En Berlín, la Segunda Guerra Mundial es una herida que supura cada día. Los viejos cuarteles de las SS fueron transformados en un sitio de la memoria que llaman “La topografía del terror”. Ahí, una exposición permanente denuncia las atrocidades y es, a la vez, un acto de contrición por la complicidad de las mayorías. Por miedo o por encantamiento –el marxismo le llamaría la tormenta perfecta de la suma de condiciones objetivas y subjetivas–, muchos se dejaron arrastrar por la propaganda del Tercer Reich. Una foto muestra una manifestación de apoyo a Adolf Hitler en una fábrica. Todos los trabajadores hacen el saludo nazi, menos uno. Cruzado de brazos, mira con hosquedad desde su acto de rebelión solitaria. Los historiadores removieron cielo y tierra para dar con su nombre. El héroe tiene que tener identidad en medio de tantos cómplices anónimos.

Hay una parte oscura del pasado con la que se tiene que lidiar. El problema es que la historia avanza en zigzag. Así que apenas terminada una guerra empezó otra, que George Orwell bautizó Guerra Fría. Aunque la nueva y larga contienda se extendió por el mundo como un gas, en ningún sitio como en Berlín las trincheras fueron más visibles. ¿Qué hacer cuando tu nuevo enemigo es aquel que derrotó a tu parte oscura (la Unión Soviética destruyó por sí sola 75% de las divisiones del Ejército alemán) sin volver a conectar, de algún modo, con tu parte oscura?

Ocultar es un arte.
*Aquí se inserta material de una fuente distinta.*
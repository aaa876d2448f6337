//! Pattern section - bonuses for clean passwords, penalties for weak patterns.

use super::SectionScore;
use crate::patterns::PatternFlags;

const NO_COMMON_BONUS: SectionScore = 10;
const NO_SEQUENTIAL_BONUS: SectionScore = 5;
const COMMON_PENALTY: SectionScore = 25;
const SEQUENTIAL_PENALTY: SectionScore = 15;
const KEYBOARD_PENALTY: SectionScore = 10;
const REPEATED_PENALTY: SectionScore = 10;
const DATE_PENALTY: SectionScore = 5;

/// Net pattern adjustment, between -65 and +15.
///
/// A numeric suffix is reported by the detector but not scored here.
pub fn pattern_section(flags: &PatternFlags) -> SectionScore {
    let mut score = 0;

    if flags.has_common_patterns {
        score -= COMMON_PENALTY;
    } else {
        score += NO_COMMON_BONUS;
    }

    if flags.has_sequential {
        score -= SEQUENTIAL_PENALTY;
    } else {
        score += NO_SEQUENTIAL_BONUS;
    }

    if flags.has_keyboard_patterns {
        score -= KEYBOARD_PENALTY;
    }
    if flags.has_repeated_chars {
        score -= REPEATED_PENALTY;
    }
    if flags.has_date_pattern {
        score -= DATE_PENALTY;
    }

    score
}
//! Score sections
//!
//! Each section turns one aspect of an analyzed password into points. The
//! scorer adds them up and clamps the total to 0-100.

mod entropy;
mod length;
mod pattern;
mod variety;

pub use entropy::entropy_section;
pub use length::length_section;
pub use pattern::pattern_section;
pub use variety::{CharacterClasses, variety_section};

/// Points contributed by one section. Only the pattern section goes negative.
pub type SectionScore = i32;
//! Character categories and alphabet construction.

#[cfg(feature = "serde")]
use serde::{Deserialize, Serialize};

use crate::error::{PasswordError, Result};

pub const UPPERCASE: &[u8] = b"ABCDEFGHIJKLMNOPQRSTUVWXYZ";
pub const LOWERCASE: &[u8] = b"abcdefghijklmnopqrstuvwxyz";
pub const DIGITS: &[u8] = b"0123456789";
/// ASCII punctuation, 32 characters.
pub const SYMBOLS: &[u8] = b"!\"#$%&'()*+,-./:;<=>?@[\\]^_`{|}~";

/// One of the four character classes, in canonical order.
#[derive(Debug, Clone, Copy, PartialEq, Eq, Hash)]
pub enum Category {
    Uppercase,
    Lowercase,
    Digits,
    Symbols,
}

impl Category {
    pub const ALL: [Category; 4] = [
        Category::Uppercase,
        Category::Lowercase,
        Category::Digits,
        Category::Symbols,
    ];

    pub fn alphabet(self) -> &'static [u8] {
        match self {
            Category::Uppercase => UPPERCASE,
            Category::Lowercase => LOWERCASE,
            Category::Digits => DIGITS,
            Category::Symbols => SYMBOLS,
        }
    }

    pub fn size(self) -> usize {
        self.alphabet().len()
    }

    /// Whether `c` belongs to this category's alphabet.
    pub fn contains(self, c: char) -> bool {
        c.is_ascii() && self.alphabet().contains(&(c as u8))
    }
}

/// Which categories a generated password may draw from.
#[derive(Debug, Clone, Copy, PartialEq, Eq, Default)]
#[cfg_attr(feature = "serde", derive(Serialize, Deserialize))]
pub struct CharsetOptions {
    pub uppercase: bool,
    pub lowercase: bool,
    pub numbers: bool,
    pub symbols: bool,
}

impl CharsetOptions {
    /// All four categories enabled.
    pub fn all() -> Self {
        Self {
            uppercase: true,
            lowercase: true,
            numbers: true,
            symbols: true,
        }
    }

    pub fn is_enabled(&self, category: Category) -> bool {
        match category {
            Category::Uppercase => self.uppercase,
            Category::Lowercase => self.lowercase,
            Category::Digits => self.numbers,
            Category::Symbols => self.symbols,
        }
    }

    /// Enabled categories in canonical order.
    pub fn enabled(&self) -> impl Iterator<Item = Category> + '_ {
        Category::ALL.into_iter().filter(|c| self.is_enabled(*c))
    }

    /// True if at least one category is enabled.
    pub fn is_valid(&self) -> bool {
        self.uppercase || self.lowercase || self.numbers || self.symbols
    }
}

/// Concatenates the enabled alphabets (uppercase, lowercase, digits, symbols).
///
/// # Errors
/// `PasswordError::InvalidCharset` if no category is enabled.
pub fn build_charset(options: &CharsetOptions) -> Result<Vec<u8>> {
    if !options.is_valid() {
        return Err(PasswordError::InvalidCharset);
    }
    Ok(options
        .enabled()
        .flat_map(|c| c.alphabet().iter().copied())
        .collect())
}

/// One alphabet per enabled category, in canonical order.
pub fn required_subalphabets(options: &CharsetOptions) -> Vec<&'static [u8]> {
    options.enabled().map(Category::alphabet).collect()
}

/// Sum of the enabled category sizes.
pub fn charset_size(options: &CharsetOptions) -> usize {
    options.enabled().map(Category::size).sum()
}

#[cfg(test)]
mod tests {
    use super::*;

    #[test]
    fn test_category_sizes() {
        assert_eq!(Category::Uppercase.size(), 26);
        assert_eq!(Category::Lowercase.size(), 26);
        assert_eq!(Category::Digits.size(), 10);
        assert_eq!(Category::Symbols.size(), 32);
    }

    #[test]
    fn test_categories_are_disjoint() {
        for (i, a) in Category::ALL.iter().enumerate() {
            for b in &Category::ALL[i + 1..] {
                assert!(a.alphabet().iter().all(|c| !b.alphabet().contains(c)));
            }
        }
    }

    #[test]
    fn test_build_charset_order() {
        let options = CharsetOptions {
            uppercase: false,
            lowercase: true,
            numbers: true,
            symbols: false,
        };
        let charset = build_charset(&options).unwrap();
        assert_eq!(charset.len(), 36);
        assert_eq!(&charset[..26], LOWERCASE);
        assert_eq!(&charset[26..], DIGITS);
    }

    #[test]
    fn test_build_charset_all() {
        let charset = build_charset(&CharsetOptions::all()).unwrap();
        assert_eq!(charset.len(), 94);
        assert_eq!(charset[0], b'A');
    }

    #[test]
    fn test_build_charset_none_enabled() {
        let result = build_charset(&CharsetOptions::default());
        assert_eq!(result, Err(PasswordError::InvalidCharset));
    }

    #[test]
    fn test_required_subalphabets() {
        let options = CharsetOptions {
            uppercase: true,
            lowercase: false,
            numbers: false,
            symbols: true,
        };
        let required = required_subalphabets(&options);
        assert_eq!(required, vec![UPPERCASE, SYMBOLS]);
    }

    #[test]
    fn test_charset_size() {
        assert_eq!(charset_size(&CharsetOptions::all()), 94);
        assert_eq!(charset_size(&CharsetOptions::default()), 0);
        let digits_only = CharsetOptions {
            numbers: true,
            ..CharsetOptions::default()
        };
        assert_eq!(charset_size(&digits_only), 10);
    }

    #[test]
    fn test_category_contains() {
        assert!(Category::Symbols.contains('~'));
        assert!(!Category::Symbols.contains('é'));
        assert!(Category::Digits.contains('7'));
    }
}
//! Length section - rewards longer passwords, up to 30 points.

use super::SectionScore;

/// Length bands as `(minimum length, points)`, longest first.
const LENGTH_BANDS: [(usize, SectionScore); 5] = [(20, 30), (16, 28), (12, 24), (10, 20), (8, 15)];

/// Points for a password of `length` characters.
///
/// Below 8 characters each character is worth 2 points.
pub fn length_section(length: usize) -> SectionScore {
    LENGTH_BANDS
        .iter()
        .find(|(min, _)| length >= *min)
        .map(|(_, points)| *points)
        .unwrap_or_else(|| length as SectionScore * 2)
}
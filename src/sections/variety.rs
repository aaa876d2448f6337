//! Character variety section - checks for uppercase, lowercase, numbers, symbols.

#[cfg(feature = "serde")]
use serde::Serialize;

use super::SectionScore;
use crate::charset::Category;
use crate::patterns::contains_digit;

/// Which of the four character classes occur in a password.
///
/// Letters are ASCII only: `A-Z` and `a-z`. A number is any Unicode decimal
/// digit. Anything outside `A-Za-z0-9` counts as a symbol, so a non-ASCII
/// digit raises both `has_numbers` and `has_symbols`.
#[derive(Debug, Clone, Copy, PartialEq, Eq, Default)]
#[cfg_attr(feature = "serde", derive(Serialize))]
pub struct CharacterClasses {
    pub has_uppercase: bool,
    pub has_lowercase: bool,
    pub has_numbers: bool,
    pub has_symbols: bool,
}

impl CharacterClasses {
    pub fn classify(password: &str) -> Self {
        let mut classes = Self::default();
        for c in password.chars() {
            match c {
                'A'..='Z' => classes.has_uppercase = true,
                'a'..='z' => classes.has_lowercase = true,
                '0'..='9' => {}
                _ => classes.has_symbols = true,
            }
        }
        classes.has_numbers = contains_digit(password);
        classes
    }

    pub fn has(&self, category: Category) -> bool {
        match category {
            Category::Uppercase => self.has_uppercase,
            Category::Lowercase => self.has_lowercase,
            Category::Digits => self.has_numbers,
            Category::Symbols => self.has_symbols,
        }
    }

    pub fn count(&self) -> usize {
        Category::ALL.iter().filter(|c| self.has(**c)).count()
    }

    /// Fraction of the four classes present, 0.0 to 1.0.
    pub fn diversity(&self) -> f64 {
        self.count() as f64 / Category::ALL.len() as f64
    }

    /// Sum of the alphabet sizes of the classes actually present.
    pub fn alphabet_size(&self) -> usize {
        Category::ALL
            .iter()
            .filter(|c| self.has(**c))
            .map(|c| c.size())
            .sum()
    }
}

/// Up to 25 points, proportional to the diversity score.
pub fn variety_section(diversity: f64) -> SectionScore {
    (diversity * 25.0).floor() as SectionScore
}

#[cfg(test)]
mod tests {
    use super::*;

    #[test]
    fn test_classify_all_categories() {
        let classes = CharacterClasses::classify("HasAll123!@#");
        assert!(classes.has_uppercase);
        assert!(classes.has_lowercase);
        assert!(classes.has_numbers);
        assert!(classes.has_symbols);
        assert_eq!(classes.count(), 4);
        assert_eq!(classes.diversity(), 1.0);
        assert_eq!(classes.alphabet_size(), 94);
    }

    #[test]
    fn test_classify_missing_categories() {
        let classes = CharacterClasses::classify("lowercase123");
        assert!(!classes.has_uppercase);
        assert!(!classes.has_symbols);
        assert_eq!(classes.diversity(), 0.5);
        assert_eq!(classes.alphabet_size(), 36);
    }

    #[test]
    fn test_non_ascii_counts_as_symbol() {
        let classes = CharacterClasses::classify("é");
        assert!(classes.has_symbols);
        assert!(!classes.has_lowercase);
    }

    #[test]
    fn test_non_ascii_digit_is_number_and_symbol() {
        let classes = CharacterClasses::classify("Zyxkpmvq\u{0663}Rw");
        assert!(classes.has_uppercase);
        assert!(classes.has_lowercase);
        assert!(classes.has_numbers);
        assert!(classes.has_symbols);
        assert_eq!(classes.alphabet_size(), 94);
    }

    #[test]
    fn test_classify_empty() {
        let classes = CharacterClasses::classify("");
        assert_eq!(classes, CharacterClasses::default());
        assert_eq!(classes.alphabet_size(), 0);
    }

    #[test]
    fn test_variety_section_points() {
        assert_eq!(variety_section(0.0), 0);
        assert_eq!(variety_section(0.25), 6);
        assert_eq!(variety_section(0.5), 12);
        assert_eq!(variety_section(0.75), 18);
        assert_eq!(variety_section(1.0), 25);
    }
}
Pero cuando se quiere ocultar masivamente se lo vuelve una ciencia. Exige, entonces, método. Cuando eso que se quiere sustraer a la mirada es demasiado grande y evidente (el rol soviético en el fin del nazismo), se lo cubre con otra cosa (el rol de Estados Unidos). Si esa otra cosa es más pequeña, se la sobredimensiona.

Por eso cuando la muestra de “La topografía del terror” habla del final de la guerra, excluye la famosa foto del soldado soviético colocando la bandera roja en lo más alto del Reichstag. Tampoco está diez cuadras más allá, en el propio Reichstag, en la exhibición sobre la historia del edificio, que se puede visitar al inicio del recorrido por la cúpula vidriada del Parlamento. Un prodigio de la técnica que permite flotar sobre el símbolo de la democracia alemana y ascender en espiral mientras la audioguía va indicando los sitios que se ven desde ese mirador semiesférico (incluido, eso sí está, el monumento a los 2.000 soldados rojos caídos en la liberación de Berlín). La cúpula usa la luz natural ayudada por espejos para iluminar la sala de sesiones. Un sistema computarizado evita que su reflejo deslumbre a los legisladores. Más sencillo es el sistema que evita que los visitantes vean la foto sustraída. En su lugar, tanto la muestra del Reichstag como la muestra de “La topografía del terror” colocan imágenes en las que aparecen militares estadounidenses. Pero la foto del soldado soviético está tan presente en la memoria visual del siglo XX que su ausencia no hace más que amplificarla. Habrá que ver qué pasa en el siglo XXI.